Floyd-Warshall algorithm takes O(n3) time to compute All-Pairs Shortest Path (APSP), where n is the number of vertices. However, given that it already computed APSP for n nodes, when (n+1)th node arrives, it can reuse the existing result and extend APSP to accommodate the new node incrementally at a cost of O(n2).

This is the solution for JLTI Code Jam – Jan 2018.

Converting Rates

If USD to SGD rate is r1 and SGD to GBP rate is r2, to get the rate from USD to GBP, we multiply the two rates and get the new rate that is r1*r2. Our target is to maximize rate, that is maximizing r1*r2.

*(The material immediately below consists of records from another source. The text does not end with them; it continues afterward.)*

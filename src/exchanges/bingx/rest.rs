use crate::core::errors::{BingxError, Result};
use crate::core::kernel::RestClient;
use crate::core::types::{ApiResponse, ParameterSet};
use crate::exchanges::bingx::types::{OrderRequest, ServerTime};
use serde_json::Value;
use tracing::instrument;

const SERVER_TIME: &str = "/openApi/swap/v2/market/time";
const SYMBOLS: &str = "/openApi/swap/v2/market/symbols";
const LATEST_PRICE: &str = "/openApi/swap/v2/market/latestPrice";
const DEPTH: &str = "/openApi/swap/v2/market/depth";
const TRADES: &str = "/openApi/swap/v2/market/trades";
const KLINES: &str = "/openApi/swap/v2/market/kline";
const TICKER_24HR: &str = "/openApi/swap/v2/market/ticker24hr";
const BALANCE: &str = "/openApi/swap/v2/user/balance";
const POSITIONS: &str = "/openApi/swap/v2/user/positions";
const ORDER: &str = "/openApi/swap/v2/trade/order";
const USER_DATA_STREAM: &str = "/openApi/user/auth/userDataStream";

/// Thin typed wrapper around `RestClient` for the perpetual swap API
///
/// Methods return the decoded envelope unless noted; venue errors have
/// already been classified by the transport.
#[derive(Debug, Clone)]
pub struct BingxRestClient<R: RestClient> {
    client: R,
}

impl<R: RestClient> BingxRestClient<R> {
    pub fn new(client: R) -> Self {
        Self { client }
    }

    /// The underlying signed transport
    pub fn inner(&self) -> &R {
        &self.client
    }

    /// Server clock in milliseconds
    pub async fn get_server_time(&self) -> Result<i64> {
        let response: ApiResponse = self
            .client
            .request_json(reqwest::Method::GET, SERVER_TIME, ParameterSet::new())
            .await?;
        let data = response.data.ok_or_else(|| BingxError::MalformedResponse {
            message: "server time response has no data".to_string(),
            raw: String::new(),
        })?;
        let time: ServerTime = serde_json::from_value(data).map_err(|e| {
            BingxError::SerializationError(format!("Failed to parse server time: {}", e))
        })?;
        Ok(time.server_time)
    }

    pub async fn get_symbols(&self) -> Result<Value> {
        self.client.get(SYMBOLS, ParameterSet::new()).await
    }

    #[instrument(skip(self))]
    pub async fn get_latest_price(&self, symbol: &str) -> Result<Value> {
        self.client
            .get(LATEST_PRICE, ParameterSet::new().with("symbol", symbol))
            .await
    }

    #[instrument(skip(self))]
    pub async fn get_depth(&self, symbol: &str, limit: u32) -> Result<Value> {
        let params = ParameterSet::new()
            .with("symbol", symbol)
            .with("limit", limit);
        self.client.get(DEPTH, params).await
    }

    #[instrument(skip(self))]
    pub async fn get_recent_trades(&self, symbol: &str, limit: u32) -> Result<Value> {
        let params = ParameterSet::new()
            .with("symbol", symbol)
            .with("limit", limit);
        self.client.get(TRADES, params).await
    }

    /// Candlesticks; `interval` uses the venue's notation (`1m`, `1h`, `1d`, ...)
    #[instrument(skip(self))]
    pub async fn get_klines(
        &self,
        symbol: &str,
        interval: &str,
        limit: u32,
        start_time: Option<i64>,
        end_time: Option<i64>,
    ) -> Result<Value> {
        let mut params = ParameterSet::new()
            .with("symbol", symbol)
            .with("interval", interval)
            .with("limit", limit);
        params.insert_opt("startTime", start_time);
        params.insert_opt("endTime", end_time);

        self.client.get(KLINES, params).await
    }

    /// 24h statistics for one symbol, or for all when `symbol` is `None`
    pub async fn get_24hr_ticker(&self, symbol: Option<&str>) -> Result<Value> {
        let mut params = ParameterSet::new();
        params.insert_opt("symbol", symbol);
        self.client.get(TICKER_24HR, params).await
    }

    pub async fn get_balance(&self) -> Result<Value> {
        self.client.get(BALANCE, ParameterSet::new()).await
    }

    pub async fn get_positions(&self, symbol: Option<&str>) -> Result<Value> {
        let mut params = ParameterSet::new();
        params.insert_opt("symbol", symbol);
        self.client.get(POSITIONS, params).await
    }

    #[instrument(skip(self, order), fields(symbol = %order.symbol, side = %order.side))]
    pub async fn create_order(&self, order: &OrderRequest) -> Result<Value> {
        self.client.post(ORDER, order.to_params()).await
    }

    /// Place an order from raw parameters
    pub async fn create_order_with_params(&self, params: ParameterSet) -> Result<Value> {
        self.client.post(ORDER, params).await
    }

    /// Cancel by venue order id or by client order id
    #[instrument(skip(self))]
    pub async fn cancel_order(
        &self,
        symbol: &str,
        order_id: Option<&str>,
        client_order_id: Option<&str>,
    ) -> Result<Value> {
        let mut params = ParameterSet::new().with("symbol", symbol);
        params.insert_opt("orderId", order_id);
        params.insert_opt("clientOrderId", client_order_id);

        self.client.delete(ORDER, params).await
    }

    /// Create a listen key for the private stream
    pub async fn generate_listen_key(&self) -> Result<String> {
        let response = self
            .client
            .post(USER_DATA_STREAM, ParameterSet::new())
            .await?;

        response
            .get("listenKey")
            .or_else(|| response.pointer("/data/listenKey"))
            .and_then(Value::as_str)
            .map(str::to_string)
            .ok_or_else(|| BingxError::MalformedResponse {
                message: "listen key missing from response".to_string(),
                raw: response.to_string(),
            })
    }

    /// Keep a listen key alive
    pub async fn extend_listen_key(&self, listen_key: &str) -> Result<Value> {
        self.client
            .put(
                USER_DATA_STREAM,
                ParameterSet::new().with("listenKey", listen_key),
            )
            .await
    }

    pub async fn delete_listen_key(&self, listen_key: &str) -> Result<Value> {
        self.client
            .delete(
                USER_DATA_STREAM,
                ParameterSet::new().with("listenKey", listen_key),
            )
            .await
    }
}
use crate::core::errors::{BingxError, Result};
use flate2::read::GzDecoder;
use serde_json::{json, Value};
use std::borrow::Cow;
use std::io::Read;
use tokio_tungstenite::tungstenite::Message;

const GZIP_MAGIC: [u8; 2] = [0x1f, 0x8b];

/// Inflate a gzip frame; plain frames pass through untouched.
///
/// Empty frames and corrupt gzip payloads are reported as `DecodeError`.
pub fn decompress(frame: &[u8]) -> Result<Cow<'_, [u8]>> {
    if frame.is_empty() {
        return Err(BingxError::DecodeError("empty frame".to_string()));
    }

    if !frame.starts_with(&GZIP_MAGIC) {
        return Ok(Cow::Borrowed(frame));
    }

    let mut decoder = GzDecoder::new(frame);
    let mut inflated = Vec::with_capacity(frame.len() * 4);
    decoder
        .read_to_end(&mut inflated)
        .map_err(|e| BingxError::DecodeError(format!("gzip: {}", e)))?;

    Ok(Cow::Owned(inflated))
}

/// Decode one data frame into JSON.
///
/// Control frames (ping, pong, close) are handled by the transport and yield `None`.
pub fn decode_frame(message: &Message) -> Result<Option<Value>> {
    let payload: &[u8] = match message {
        Message::Text(text) => text.as_bytes(),
        Message::Binary(data) => data.as_slice(),
        _ => return Ok(None),
    };

    let data = decompress(payload)?;
    serde_json::from_slice(&data)
        .map(Some)
        .map_err(|e| BingxError::DecodeError(format!("Failed to parse JSON: {}", e)))
}

/// Reply for an application-level keep-alive probe, if `message` is one
pub fn keep_alive_reply(message: &Value) -> Option<Value> {
    message.get("ping").map(|token| json!({ "pong": token }))
}
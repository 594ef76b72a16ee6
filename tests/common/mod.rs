//! Shared fixtures for the integration tests

use bingx::core::config::ClientConfig;
use bingx::core::kernel::{FixedClock, HmacSigner, ReqwestRest, SignatureEncoding, Signer};
use bingx::exchanges::bingx::build_rest_client_with_clock;
use flate2::write::GzEncoder;
use flate2::Compression;
use std::future::Future;
use std::io::Write;
use std::sync::Arc;
use tokio::net::{TcpListener, TcpStream};
use tokio_tungstenite::{accept_async, WebSocketStream};
use wiremock::MockServer;

pub const API_KEY: &str = "test-api-key";
pub const SECRET_KEY: &str = "test-secret-key";
pub const FIXED_TIMESTAMP: u64 = 1_700_000_000_000;

/// Setup a mock HTTP server for testing
#[allow(dead_code)]
pub async fn setup_mock_server() -> MockServer {
    MockServer::start().await
}

#[allow(dead_code)]
pub fn test_config(server: &MockServer) -> ClientConfig {
    ClientConfig::new(API_KEY.to_string(), SECRET_KEY.to_string())
        .base_url(server.uri())
        .signature_encoding(SignatureEncoding::Hex)
}

/// REST transport against `config` with the clock frozen at `FIXED_TIMESTAMP`
#[allow(dead_code)]
pub fn rest_client(config: &ClientConfig) -> ReqwestRest {
    build_rest_client_with_clock(config, Arc::new(FixedClock(FIXED_TIMESTAMP)))
        .expect("rest client should build")
}

/// Signature the venue would expect for `payload`
#[allow(dead_code)]
pub fn expected_signature(payload: &str, encoding: SignatureEncoding) -> String {
    HmacSigner::new(API_KEY.to_string(), SECRET_KEY.to_string(), encoding)
        .sign(payload)
        .expect("signing should succeed")
}

#[allow(dead_code)]
pub fn gzip(data: &[u8]) -> Vec<u8> {
    let mut encoder = GzEncoder::new(Vec::new(), Compression::default());
    encoder.write_all(data).unwrap();
    encoder.finish().unwrap()
}

/// Accept one WebSocket client on a loopback port and hand it to `handler`.
///
/// Returns the `ws://` URL to connect to.
#[allow(dead_code)]
pub async fn spawn_ws_server<F, Fut>(handler: F) -> String
where
    F: FnOnce(WebSocketStream<TcpStream>) -> Fut + Send + 'static,
    Fut: Future<Output = ()> + Send + 'static,
{
    let listener = TcpListener::bind("127.0.0.1:0").await.unwrap();
    let addr = listener.local_addr().unwrap();

    tokio::spawn(async move {
        let (socket, _) = listener.accept().await.unwrap();
        let ws = accept_async(socket).await.unwrap();
        handler(ws).await;
    });

    format!("ws://{}", addr)
}

/// A loopback URL nothing is listening on
#[allow(dead_code)]
pub async fn unused_ws_url() -> String {
    let listener = TcpListener::bind("127.0.0.1:0").await.unwrap();
    let addr = listener.local_addr().unwrap();
    drop(listener);
    format!("ws://{}", addr)
}
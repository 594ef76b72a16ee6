use crate::core::config::ConfigError;
use crate::core::errors::{BingxError, Result};
use base64::engine::general_purpose;
use base64::Engine;
use hmac::{Hmac, Mac};
use secrecy::{ExposeSecret, Secret};
use serde::{Deserialize, Serialize};
use sha2::Sha256;
use std::fmt;
use std::str::FromStr;

type HmacSha256 = Hmac<Sha256>;

/// Text encoding applied to the raw HMAC digest
#[derive(Debug, Clone, Copy, Default, PartialEq, Eq, Serialize, Deserialize)]
#[serde(rename_all = "lowercase")]
pub enum SignatureEncoding {
    Hex,
    #[default]
    Base64,
}

impl FromStr for SignatureEncoding {
    type Err = ConfigError;

    fn from_str(s: &str) -> std::result::Result<Self, Self::Err> {
        match s.trim().to_ascii_lowercase().as_str() {
            "hex" => Ok(Self::Hex),
            "base64" => Ok(Self::Base64),
            other => Err(ConfigError::InvalidConfiguration(format!(
                "Unknown signature encoding '{}', expected 'hex' or 'base64'",
                other
            ))),
        }
    }
}

impl fmt::Display for SignatureEncoding {
    fn fmt(&self, f: &mut fmt::Formatter<'_>) -> fmt::Result {
        match self {
            Self::Hex => f.write_str("hex"),
            Self::Base64 => f.write_str("base64"),
        }
    }
}

/// Signer trait for request authentication
///
/// Implementations turn the canonical query string of a request into the
/// value sent as its `signature` parameter.
pub trait Signer: Send + Sync {
    /// API key sent in the `X-BX-APIKEY` header
    fn api_key(&self) -> &str;

    /// Sign the canonical query string
    fn sign(&self, payload: &str) -> Result<String>;
}

/// HMAC-SHA256 signer
pub struct HmacSigner {
    api_key: String,
    secret_key: Secret<String>,
    encoding: SignatureEncoding,
}

impl HmacSigner {
    /// Create a new HMAC signer
    ///
    /// # Arguments
    /// * `api_key` - API key from the venue
    /// * `secret_key` - Secret key for signing
    /// * `encoding` - How the digest is rendered
    pub fn new(api_key: String, secret_key: String, encoding: SignatureEncoding) -> Self {
        Self {
            api_key,
            secret_key: Secret::new(secret_key),
            encoding,
        }
    }

    pub const fn encoding(&self) -> SignatureEncoding {
        self.encoding
    }
}

impl fmt::Debug for HmacSigner {
    fn fmt(&self, f: &mut fmt::Formatter<'_>) -> fmt::Result {
        f.debug_struct("HmacSigner")
            .field("api_key", &self.api_key)
            .field("encoding", &self.encoding)
            .finish_non_exhaustive()
    }
}

impl Signer for HmacSigner {
    fn api_key(&self) -> &str {
        &self.api_key
    }

    fn sign(&self, payload: &str) -> Result<String> {
        let mut mac = HmacSha256::new_from_slice(self.secret_key.expose_secret().as_bytes())
            .map_err(|e| BingxError::SerializationError(format!("Invalid secret key: {}", e)))?;
        mac.update(payload.as_bytes());
        let digest = mac.finalize().into_bytes();

        Ok(match self.encoding {
            SignatureEncoding::Hex => hex::encode(digest),
            SignatureEncoding::Base64 => general_purpose::STANDARD.encode(digest),
        })
    }
}

#[cfg(test)]
mod tests {
    use super::*;

    // Published HMAC-SHA256 vector: key "key", message below
    const MESSAGE: &str = "The quick brown fox jumps over the lazy dog";
    const EXPECTED_HEX: &str = "f7bc83f430538424b13298e6aa6fb143ef4d59a14946175997479dbc2d1a3cd8";

    #[test]
    fn test_hex_signature() {
        let signer = HmacSigner::new("api".to_string(), "key".to_string(), SignatureEncoding::Hex);
        assert_eq!(signer.sign(MESSAGE).unwrap(), EXPECTED_HEX);
    }

    #[test]
    fn test_base64_signature_matches_hex_digest() {
        let signer = HmacSigner::new(
            "api".to_string(),
            "key".to_string(),
            SignatureEncoding::Base64,
        );
        let signature = signer.sign(MESSAGE).unwrap();
        let decoded = general_purpose::STANDARD.decode(signature).unwrap();
        assert_eq!(hex::encode(decoded), EXPECTED_HEX);
    }

    #[test]
    fn test_signature_is_deterministic() {
        let signer = HmacSigner::new("api".to_string(), "s3cr3t".to_string(), SignatureEncoding::Hex);
        let payload = "symbol=BTC-USDT&timestamp=1700000000000";
        let first = signer.sign(payload).unwrap();
        for _ in 0..5 {
            assert_eq!(signer.sign(payload).unwrap(), first);
        }
        assert_ne!(signer.sign("symbol=ETH-USDT").unwrap(), first);
    }

    #[test]
    fn test_encoding_from_str() {
        assert_eq!("hex".parse::<SignatureEncoding>().unwrap(), SignatureEncoding::Hex);
        assert_eq!(
            "Base64".parse::<SignatureEncoding>().unwrap(),
            SignatureEncoding::Base64
        );
        assert!("sha".parse::<SignatureEncoding>().is_err());
        assert_eq!(SignatureEncoding::default(), SignatureEncoding::Base64);
    }

    #[test]
    fn test_debug_hides_secret() {
        let signer = HmacSigner::new("api".to_string(), "hidden".to_string(), SignatureEncoding::Hex);
        assert!(!format!("{:?}", signer).contains("hidden"));
    }
}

In paths algorithm, we talk about minimizing path cost (sum). Hence maximizing multiplication of rates (r1*r2) would translate into minimizing 1/(r1*r2) => log (1/(r1*r2))  => log (r1*r2) -1 => – log r1 – log r2 => (–log r1) + (–log r2) => sum of (–log r1) and (–log r2). Rate r1 should be converted into – log r1 and that is what we need to use in this algorithm as edge weight.

While giving output, say the best rate from the solution, the rate as used in the dist[][] matrix should be multiplied by -1 first and then raised to the bth power, where b is the base (say one of 2, 10 etc.) of the log as used earlier.

Visualizing Floyd-Warshall

We have seen the DP algorithm that Floyd-Warshall deploys to compute APSP. Let us visualize to some extent as to how it is done for 4 vertices.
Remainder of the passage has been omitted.